• GOAL OF THE EXERCISE: Go to the line holding "pub fn hash2(a: Fr, b: Fr)" in the entries below and write out exactly every line down to and including the line holding "use crate::ProverError;".

• EXERCISE DATA:

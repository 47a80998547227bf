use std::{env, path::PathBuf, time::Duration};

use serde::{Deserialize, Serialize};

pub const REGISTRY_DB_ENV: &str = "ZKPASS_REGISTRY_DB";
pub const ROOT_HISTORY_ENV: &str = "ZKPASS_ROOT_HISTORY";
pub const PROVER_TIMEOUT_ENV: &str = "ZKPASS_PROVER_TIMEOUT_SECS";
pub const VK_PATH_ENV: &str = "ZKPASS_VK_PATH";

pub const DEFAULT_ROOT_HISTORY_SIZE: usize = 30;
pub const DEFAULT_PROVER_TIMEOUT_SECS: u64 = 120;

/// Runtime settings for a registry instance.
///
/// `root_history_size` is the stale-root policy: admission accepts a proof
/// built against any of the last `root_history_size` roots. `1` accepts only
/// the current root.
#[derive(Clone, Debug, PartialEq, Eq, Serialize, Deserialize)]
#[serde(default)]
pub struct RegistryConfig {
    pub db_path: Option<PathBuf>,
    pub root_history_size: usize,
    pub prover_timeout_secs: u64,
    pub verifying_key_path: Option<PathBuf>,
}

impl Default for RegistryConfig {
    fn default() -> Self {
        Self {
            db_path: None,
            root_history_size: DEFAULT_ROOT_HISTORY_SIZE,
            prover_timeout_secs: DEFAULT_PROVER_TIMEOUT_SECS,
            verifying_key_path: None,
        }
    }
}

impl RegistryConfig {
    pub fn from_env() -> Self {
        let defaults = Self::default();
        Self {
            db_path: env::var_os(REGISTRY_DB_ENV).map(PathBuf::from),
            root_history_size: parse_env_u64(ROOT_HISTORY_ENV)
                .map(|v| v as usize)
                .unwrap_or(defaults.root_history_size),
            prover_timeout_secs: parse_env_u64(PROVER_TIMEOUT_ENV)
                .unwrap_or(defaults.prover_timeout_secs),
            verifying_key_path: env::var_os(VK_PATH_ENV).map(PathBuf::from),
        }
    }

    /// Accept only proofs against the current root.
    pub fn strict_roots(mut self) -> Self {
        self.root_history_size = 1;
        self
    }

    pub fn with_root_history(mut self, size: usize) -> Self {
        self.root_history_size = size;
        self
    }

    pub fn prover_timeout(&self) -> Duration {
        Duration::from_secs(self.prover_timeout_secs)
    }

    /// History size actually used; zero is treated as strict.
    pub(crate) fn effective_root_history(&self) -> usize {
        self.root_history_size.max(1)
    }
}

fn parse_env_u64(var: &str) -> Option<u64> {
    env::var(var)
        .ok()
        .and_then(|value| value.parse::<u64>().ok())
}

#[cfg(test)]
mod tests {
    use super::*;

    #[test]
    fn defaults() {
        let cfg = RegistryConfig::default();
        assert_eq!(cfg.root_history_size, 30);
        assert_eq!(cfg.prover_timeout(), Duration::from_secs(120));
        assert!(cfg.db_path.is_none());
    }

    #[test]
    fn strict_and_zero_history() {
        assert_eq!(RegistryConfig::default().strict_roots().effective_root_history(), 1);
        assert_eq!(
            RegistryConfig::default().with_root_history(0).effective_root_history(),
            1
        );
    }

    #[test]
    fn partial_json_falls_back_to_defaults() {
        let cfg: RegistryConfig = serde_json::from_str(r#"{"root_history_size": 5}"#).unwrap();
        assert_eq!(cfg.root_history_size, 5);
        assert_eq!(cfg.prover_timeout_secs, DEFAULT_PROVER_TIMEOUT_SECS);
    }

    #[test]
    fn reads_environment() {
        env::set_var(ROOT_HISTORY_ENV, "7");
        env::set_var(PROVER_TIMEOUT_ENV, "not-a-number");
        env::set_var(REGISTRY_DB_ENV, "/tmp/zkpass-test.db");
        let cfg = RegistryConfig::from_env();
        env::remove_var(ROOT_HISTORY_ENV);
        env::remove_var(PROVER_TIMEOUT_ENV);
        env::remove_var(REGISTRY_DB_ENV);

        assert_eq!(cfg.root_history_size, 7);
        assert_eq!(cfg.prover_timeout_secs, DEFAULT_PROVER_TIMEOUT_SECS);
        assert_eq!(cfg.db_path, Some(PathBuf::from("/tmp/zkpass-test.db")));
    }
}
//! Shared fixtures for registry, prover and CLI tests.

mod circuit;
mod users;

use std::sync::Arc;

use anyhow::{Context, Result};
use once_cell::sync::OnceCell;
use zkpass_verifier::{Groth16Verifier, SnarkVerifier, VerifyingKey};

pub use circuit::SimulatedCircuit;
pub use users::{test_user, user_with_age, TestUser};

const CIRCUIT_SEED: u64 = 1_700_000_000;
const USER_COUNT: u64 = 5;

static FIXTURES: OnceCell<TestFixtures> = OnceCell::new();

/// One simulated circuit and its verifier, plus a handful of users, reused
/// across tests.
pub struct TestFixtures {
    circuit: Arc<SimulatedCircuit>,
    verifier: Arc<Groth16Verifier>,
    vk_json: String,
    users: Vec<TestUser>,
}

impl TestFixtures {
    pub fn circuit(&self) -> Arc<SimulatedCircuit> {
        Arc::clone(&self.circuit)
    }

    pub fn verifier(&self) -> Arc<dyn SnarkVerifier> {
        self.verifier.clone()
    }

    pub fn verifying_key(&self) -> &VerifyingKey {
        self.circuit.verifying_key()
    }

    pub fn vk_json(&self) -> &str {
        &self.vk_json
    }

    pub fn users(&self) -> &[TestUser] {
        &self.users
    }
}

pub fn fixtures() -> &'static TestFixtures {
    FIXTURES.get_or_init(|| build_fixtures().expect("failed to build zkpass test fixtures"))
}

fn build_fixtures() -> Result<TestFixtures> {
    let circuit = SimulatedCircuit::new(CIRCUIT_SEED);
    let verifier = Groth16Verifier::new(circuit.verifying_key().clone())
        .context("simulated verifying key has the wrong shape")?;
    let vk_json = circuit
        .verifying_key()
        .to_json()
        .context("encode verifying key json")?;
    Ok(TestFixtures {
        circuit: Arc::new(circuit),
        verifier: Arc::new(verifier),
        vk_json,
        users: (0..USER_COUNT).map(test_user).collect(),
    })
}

...

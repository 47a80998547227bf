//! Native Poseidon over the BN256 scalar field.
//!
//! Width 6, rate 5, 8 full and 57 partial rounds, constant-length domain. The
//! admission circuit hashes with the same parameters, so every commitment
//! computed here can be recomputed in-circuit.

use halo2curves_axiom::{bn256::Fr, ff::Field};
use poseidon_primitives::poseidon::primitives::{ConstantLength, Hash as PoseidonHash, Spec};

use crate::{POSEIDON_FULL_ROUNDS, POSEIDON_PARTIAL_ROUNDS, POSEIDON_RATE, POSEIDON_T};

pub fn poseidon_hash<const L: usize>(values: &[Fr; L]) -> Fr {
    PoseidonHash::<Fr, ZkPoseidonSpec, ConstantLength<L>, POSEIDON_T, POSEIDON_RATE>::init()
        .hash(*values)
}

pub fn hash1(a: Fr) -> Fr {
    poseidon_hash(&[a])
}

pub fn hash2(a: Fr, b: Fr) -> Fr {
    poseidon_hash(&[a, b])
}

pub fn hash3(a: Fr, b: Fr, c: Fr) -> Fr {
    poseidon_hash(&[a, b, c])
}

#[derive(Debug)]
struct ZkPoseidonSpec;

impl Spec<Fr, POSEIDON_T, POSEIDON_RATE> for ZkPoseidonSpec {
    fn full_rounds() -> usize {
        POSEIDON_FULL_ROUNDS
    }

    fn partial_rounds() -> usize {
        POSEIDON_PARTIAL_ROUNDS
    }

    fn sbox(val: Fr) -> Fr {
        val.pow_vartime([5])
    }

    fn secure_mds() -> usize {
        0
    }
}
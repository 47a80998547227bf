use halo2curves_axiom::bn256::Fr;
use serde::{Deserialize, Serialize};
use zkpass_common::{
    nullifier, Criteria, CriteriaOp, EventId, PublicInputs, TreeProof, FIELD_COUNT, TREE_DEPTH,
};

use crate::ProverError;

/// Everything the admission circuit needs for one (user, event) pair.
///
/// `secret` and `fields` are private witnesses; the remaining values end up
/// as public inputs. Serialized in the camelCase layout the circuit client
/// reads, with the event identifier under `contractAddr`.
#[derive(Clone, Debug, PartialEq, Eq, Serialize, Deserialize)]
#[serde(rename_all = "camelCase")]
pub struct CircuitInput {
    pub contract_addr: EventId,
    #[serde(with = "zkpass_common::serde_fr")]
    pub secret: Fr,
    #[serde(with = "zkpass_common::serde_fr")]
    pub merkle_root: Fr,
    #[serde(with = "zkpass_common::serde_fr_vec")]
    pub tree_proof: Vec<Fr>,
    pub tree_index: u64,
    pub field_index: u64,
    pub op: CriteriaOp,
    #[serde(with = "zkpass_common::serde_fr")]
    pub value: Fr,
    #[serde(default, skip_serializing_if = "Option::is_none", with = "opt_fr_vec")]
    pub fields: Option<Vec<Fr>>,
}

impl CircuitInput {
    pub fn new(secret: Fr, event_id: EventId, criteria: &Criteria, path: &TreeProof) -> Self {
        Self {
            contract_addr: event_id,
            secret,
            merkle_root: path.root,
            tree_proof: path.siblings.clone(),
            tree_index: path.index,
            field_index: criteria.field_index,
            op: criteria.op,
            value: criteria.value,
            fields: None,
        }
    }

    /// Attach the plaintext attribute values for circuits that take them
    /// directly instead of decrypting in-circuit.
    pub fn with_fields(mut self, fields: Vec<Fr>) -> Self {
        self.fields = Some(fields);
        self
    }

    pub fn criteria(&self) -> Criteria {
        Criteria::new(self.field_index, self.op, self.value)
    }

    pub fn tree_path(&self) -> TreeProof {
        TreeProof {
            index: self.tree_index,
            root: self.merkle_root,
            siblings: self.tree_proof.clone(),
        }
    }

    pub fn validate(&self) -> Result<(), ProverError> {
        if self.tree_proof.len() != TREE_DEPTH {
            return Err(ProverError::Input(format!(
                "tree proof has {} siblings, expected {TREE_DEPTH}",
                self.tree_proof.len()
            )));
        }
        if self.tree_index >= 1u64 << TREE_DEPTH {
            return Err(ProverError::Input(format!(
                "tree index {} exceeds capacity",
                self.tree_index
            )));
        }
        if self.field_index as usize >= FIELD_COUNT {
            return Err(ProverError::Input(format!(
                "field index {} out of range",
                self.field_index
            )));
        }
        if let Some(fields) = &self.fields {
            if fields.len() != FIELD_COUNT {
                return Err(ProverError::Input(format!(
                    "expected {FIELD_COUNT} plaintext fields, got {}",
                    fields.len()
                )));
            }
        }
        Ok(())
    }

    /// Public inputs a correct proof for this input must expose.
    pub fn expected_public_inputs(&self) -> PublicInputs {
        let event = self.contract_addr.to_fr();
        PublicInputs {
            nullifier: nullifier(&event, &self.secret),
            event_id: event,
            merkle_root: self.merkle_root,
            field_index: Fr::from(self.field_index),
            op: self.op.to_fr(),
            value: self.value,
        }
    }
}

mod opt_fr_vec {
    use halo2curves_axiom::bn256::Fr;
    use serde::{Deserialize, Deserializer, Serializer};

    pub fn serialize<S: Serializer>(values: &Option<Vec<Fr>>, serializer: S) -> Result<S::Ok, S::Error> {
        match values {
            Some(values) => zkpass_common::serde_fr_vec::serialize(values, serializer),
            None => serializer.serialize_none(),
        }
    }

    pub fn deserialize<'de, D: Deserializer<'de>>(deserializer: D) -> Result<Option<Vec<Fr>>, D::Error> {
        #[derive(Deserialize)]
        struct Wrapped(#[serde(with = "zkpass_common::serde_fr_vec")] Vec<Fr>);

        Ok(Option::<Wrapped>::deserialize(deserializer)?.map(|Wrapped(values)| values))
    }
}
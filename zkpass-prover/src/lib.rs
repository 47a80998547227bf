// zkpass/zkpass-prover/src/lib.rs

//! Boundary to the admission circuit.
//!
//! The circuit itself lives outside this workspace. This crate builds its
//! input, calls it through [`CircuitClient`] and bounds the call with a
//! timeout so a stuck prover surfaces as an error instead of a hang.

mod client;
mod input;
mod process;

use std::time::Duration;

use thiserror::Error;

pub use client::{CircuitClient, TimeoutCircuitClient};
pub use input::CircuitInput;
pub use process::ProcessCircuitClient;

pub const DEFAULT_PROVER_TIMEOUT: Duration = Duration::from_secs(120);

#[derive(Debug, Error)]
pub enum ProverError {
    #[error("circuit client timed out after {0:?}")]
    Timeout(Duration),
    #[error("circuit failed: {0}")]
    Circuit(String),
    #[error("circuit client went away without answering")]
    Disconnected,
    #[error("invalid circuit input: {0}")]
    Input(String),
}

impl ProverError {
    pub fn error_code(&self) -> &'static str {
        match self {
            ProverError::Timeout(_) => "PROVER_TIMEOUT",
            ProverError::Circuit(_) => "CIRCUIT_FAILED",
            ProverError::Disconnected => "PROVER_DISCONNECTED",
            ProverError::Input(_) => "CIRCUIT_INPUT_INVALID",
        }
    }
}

• RESULT FOR THIS EXERCISE:
pub fn hash2(a: Fr, b: Fr) -> Fr {
    poseidon_hash(&[a, b])
}

pub fn hash3(a: Fr, b: Fr, c: Fr) -> Fr {
    poseidon_hash(&[a, b, c])
}

#[derive(Debug)]
struct ZkPoseidonSpec;

impl Spec<Fr, POSEIDON_T, POSEIDON_RATE> for ZkPoseidonSpec {
    fn full_rounds() -> usize {
        POSEIDON_FULL_ROUNDS
    }

    fn partial_rounds() -> usize {
        POSEIDON_PARTIAL_ROUNDS
    }

    fn sbox(val: Fr) -> Fr {
        val.pow_vartime([5])
    }

    fn secure_mds() -> usize {
        0
    }
}
repository 47a80998547227bf
use halo2curves_axiom::bn256::Fr;
use serde::{Deserialize, Serialize};
use zkpass_common::{
    nullifier, Criteria, CriteriaOp, EventId, PublicInputs, TreeProof, FIELD_COUNT, TREE_DEPTH,
};

use crate::ProverError;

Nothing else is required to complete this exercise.